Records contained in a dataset
---

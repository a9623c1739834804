// SPDX-License-Identifier: AGPL-3.0-or-later
// SPDX-FileCopyrightText: 2024 Hyperpolymath

//! Feature standardization
//!
//! Parameters are always fitted on a training partition and then applied,
//! unchanged, to every partition derived from the same run. Nothing outside
//! the dataset passed to [`FeatureScaler::fit`] can influence them.

use crate::datasets::Dataset;
use crate::error::{EvalError, Result};
use serde::{Deserialize, Serialize};

/// Relative tolerance under which a standard deviation counts as zero
const ZERO_VARIANCE_TOLERANCE: f64 = 1e-12;

/// Per-feature location and scale
#[derive(Debug, Clone, PartialEq, Serialize, Deserialize)]
pub struct FeatureStats {
    pub name: String,
    pub mean: f64,
    pub std: f64,
}

/// Fitted standardization parameters, in schema order
#[derive(Debug, Clone, PartialEq, Serialize, Deserialize)]
pub struct ScalingParameters {
    features: Vec<FeatureStats>,
}

/// Z-score scaler: `(x - mean) / std` with population standard deviation
pub struct FeatureScaler;

impl FeatureScaler {
    /// Fit per-feature mean and standard deviation on `train`
    pub fn fit(train: &Dataset) -> Result<ScalingParameters> {
        if train.is_empty() {
            return Err(EvalError::InsufficientData(
                "cannot fit scaling parameters on an empty training set".to_string(),
            ));
        }

        let n = train.len() as f64;
        let mut features = Vec::with_capacity(train.n_features());

        for (j, name) in train.schema().iter().enumerate() {
            let mean = train.records().iter().map(|r| r.features[j]).sum::<f64>() / n;
            let variance = train
                .records()
                .iter()
                .map(|r| (r.features[j] - mean).powi(2))
                .sum::<f64>()
                / n;
            let std = variance.sqrt();

            if std <= ZERO_VARIANCE_TOLERANCE * mean.abs().max(1.0) {
                return Err(EvalError::DegenerateFeature {
                    feature: name.clone(),
                });
            }

            features.push(FeatureStats {
                name: name.clone(),
                mean,
                std,
            });
        }

        Ok(ScalingParameters { features })
    }
}

impl ScalingParameters {
    pub fn features(&self) -> &[FeatureStats] {
        &self.features
    }

    /// Standardize every record of `dataset`, returning a new dataset
    pub fn apply(&self, dataset: &Dataset) -> Result<Dataset> {
        let same_schema = dataset.n_features() == self.features.len()
            && dataset
                .schema()
                .iter()
                .zip(self.features.iter())
                .all(|(name, stats)| *name == stats.name);

        if !same_schema {
            return Err(EvalError::SchemaMismatch {
                expected: format!("{:?}", self.features.iter().map(|f| &f.name).collect::<Vec<_>>()),
                actual: format!("{:?}", dataset.schema()),
            });
        }

        Ok(dataset.map_features(|row| {
            row.iter()
                .zip(self.features.iter())
                .map(|(x, stats)| (x - stats.mean) / stats.std)
                .collect()
        }))
    }
}

#[cfg(test)]
mod tests {
    use super::*;
    use crate::datasets::FeatureRecord;

    fn dataset(rows: &[(f64, f64, bool)]) -> Dataset {
        Dataset::new(
            vec!["retweets".to_string(), "followers".to_string()],
            rows.iter()
                .map(|&(a, b, label)| FeatureRecord::new(vec![a, b], label))
                .collect(),
        )
        .unwrap()
    }

    #[test]
    fn test_scaled_train_has_zero_mean_unit_std() {
        let train = dataset(&[
            (1.0, 100.0, true),
            (2.0, 250.0, false),
            (4.0, 80.0, true),
            (8.0, 310.0, false),
            (3.5, 120.0, true),
        ]);
        let params = FeatureScaler::fit(&train).unwrap();
        let scaled = params.apply(&train).unwrap();

        for j in 0..2 {
            let values: Vec<f64> = scaled.records().iter().map(|r| r.features[j]).collect();
            let mean = values.iter().sum::<f64>() / values.len() as f64;
            let var = values.iter().map(|v| (v - mean).powi(2)).sum::<f64>() / values.len() as f64;
            assert!(mean.abs() < 1e-12, "mean = {}", mean);
            assert!((var.sqrt() - 1.0).abs() < 1e-12, "std = {}", var.sqrt());
        }
        assert_eq!(scaled.labels(), train.labels());
    }

    #[test]
    fn test_parameters_ignore_test_partition() {
        let train = dataset(&[(1.0, 2.0, true), (3.0, 5.0, false), (4.0, 9.0, true)]);
        let test_a = dataset(&[(100.0, -5.0, true)]);
        let test_b = dataset(&[(-3.0, 7.0, false), (0.0, 0.0, true)]);

        let before = FeatureScaler::fit(&train).unwrap();
        let _ = before.apply(&test_a).unwrap();
        let _ = before.apply(&test_b).unwrap();
        let after = FeatureScaler::fit(&train).unwrap();

        for (a, b) in before.features().iter().zip(after.features()) {
            assert_eq!(a.mean.to_bits(), b.mean.to_bits());
            assert_eq!(a.std.to_bits(), b.std.to_bits());
        }
    }

    #[test]
    fn test_constant_feature_is_degenerate() {
        let train = dataset(&[(0.1, 1.0, true), (0.1, 2.0, false), (0.1, 3.0, true)]);
        match FeatureScaler::fit(&train) {
            Err(EvalError::DegenerateFeature { feature }) => assert_eq!(feature, "retweets"),
            other => panic!("expected DegenerateFeature, got {:?}", other),
        }
    }

    #[test]
    fn test_apply_rejects_foreign_schema() {
        let train = dataset(&[(1.0, 2.0, true), (3.0, 5.0, false)]);
        let params = FeatureScaler::fit(&train).unwrap();
        let other = Dataset::new(
            vec!["likes".to_string(), "followers".to_string()],
            vec![FeatureRecord::new(vec![1.0, 1.0], true)],
        )
        .unwrap();
        assert!(matches!(params.apply(&other), Err(EvalError::SchemaMismatch { .. })));
    }
}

---

### [WORK TASK]
The answer must be every line from the records above that contains "impl".

### [SOLUTION BELOW]
impl FeatureScaler {
impl ScalingParameters {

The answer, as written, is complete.